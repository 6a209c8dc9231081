// Domain layer - Core types with no I/O
pub mod error;
pub mod tag;
pub mod telemetry;
pub mod time_range;
pub mod view;
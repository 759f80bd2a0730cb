//! Permission pattern matching
//!
//! A permission pattern is one of:
//! - `*` - matches every permission
//! - `prefix:*` - matches any permission starting with `prefix:`
//! - anything else - matches only itself, exactly
//!
//! # Examples
//!
//! ```
//! use roleguard_authz::pattern::{matches_permission, PermissionPattern};
//!
//! assert!(matches_permission("post:delete", "post:*"));
//! assert!(!matches_permission("comment:delete", "post:*"));
//!
//! let pattern = PermissionPattern::parse("*");
//! assert!(pattern.matches("anything:at:all"));
//! ```

use std::fmt;

/// Parsed form of a permission pattern
#[derive(Debug, Clone, PartialEq, Eq, Hash)]
pub enum PermissionPattern {
    /// `*`
    Any,
    /// `prefix:*`; holds the prefix including the trailing colon
    Prefix(String),
    /// Literal permission
    Exact(String),
}

impl PermissionPattern {
    /// Parse a pattern string. Total: every string is a valid pattern.
    pub fn parse(pattern: &str) -> Self {
        if pattern == "*" {
            Self::Any
        } else if let Some(prefix) = prefix_of(pattern) {
            Self::Prefix(prefix.to_string())
        } else {
            Self::Exact(pattern.to_string())
        }
    }

    /// Check whether `permission` is covered by this pattern
    pub fn matches(&self, permission: &str) -> bool {
        match self {
            Self::Any => true,
            Self::Prefix(prefix) => permission.starts_with(prefix.as_str()),
            Self::Exact(literal) => permission == literal,
        }
    }

    /// Whether this pattern matches more than one permission
    pub fn is_wildcard(&self) -> bool {
        !matches!(self, Self::Exact(_))
    }

    /// Reports strings that contain `*` without being one of the wildcard forms.
    ///
    /// `post*`, `*:read` and `a:*:b` are all matched literally, which is
    /// rarely what a policy author meant.
    pub fn is_suspicious(pattern: &str) -> bool {
        pattern.contains('*')
            && pattern != "*"
            && prefix_of(pattern).map_or(true, |p| p.contains('*'))
    }
}

impl fmt::Display for PermissionPattern {
    fn fmt(&self, f: &mut fmt::Formatter<'_>) -> fmt::Result {
        match self {
            Self::Any => write!(f, "*"),
            Self::Prefix(prefix) => write!(f, "{}*", prefix),
            Self::Exact(literal) => write!(f, "{}", literal),
        }
    }
}

/// `Some("post:")` for `"post:*"`, `None` when the pattern is not a prefix wildcard
fn prefix_of(pattern: &str) -> Option<&str> {
    if pattern.ends_with(":*") {
        Some(&pattern[..pattern.len() - 1])
    } else {
        None
    }
}

/// Match a permission against a single pattern
pub fn matches_permission(permission: &str, pattern: &str) -> bool {
    if pattern == "*" {
        return true;
    }

    if let Some(prefix) = prefix_of(pattern) {
        return permission.starts_with(prefix);
    }

    permission == pattern
}

/// Check whether any of `patterns` grants `permission`
pub fn is_permission_granted<S: AsRef<str>>(permission: &str, patterns: &[S]) -> bool {
    patterns
        .iter()
        .any(|pattern| matches_permission(permission, pattern.as_ref()))
}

● Activity:
Each line of the entries that contains the word "every" should be listed.

● Output of the exercise:
//! - `*` - matches every permission
    /// Parse a pattern string. Total: every string is a valid pattern.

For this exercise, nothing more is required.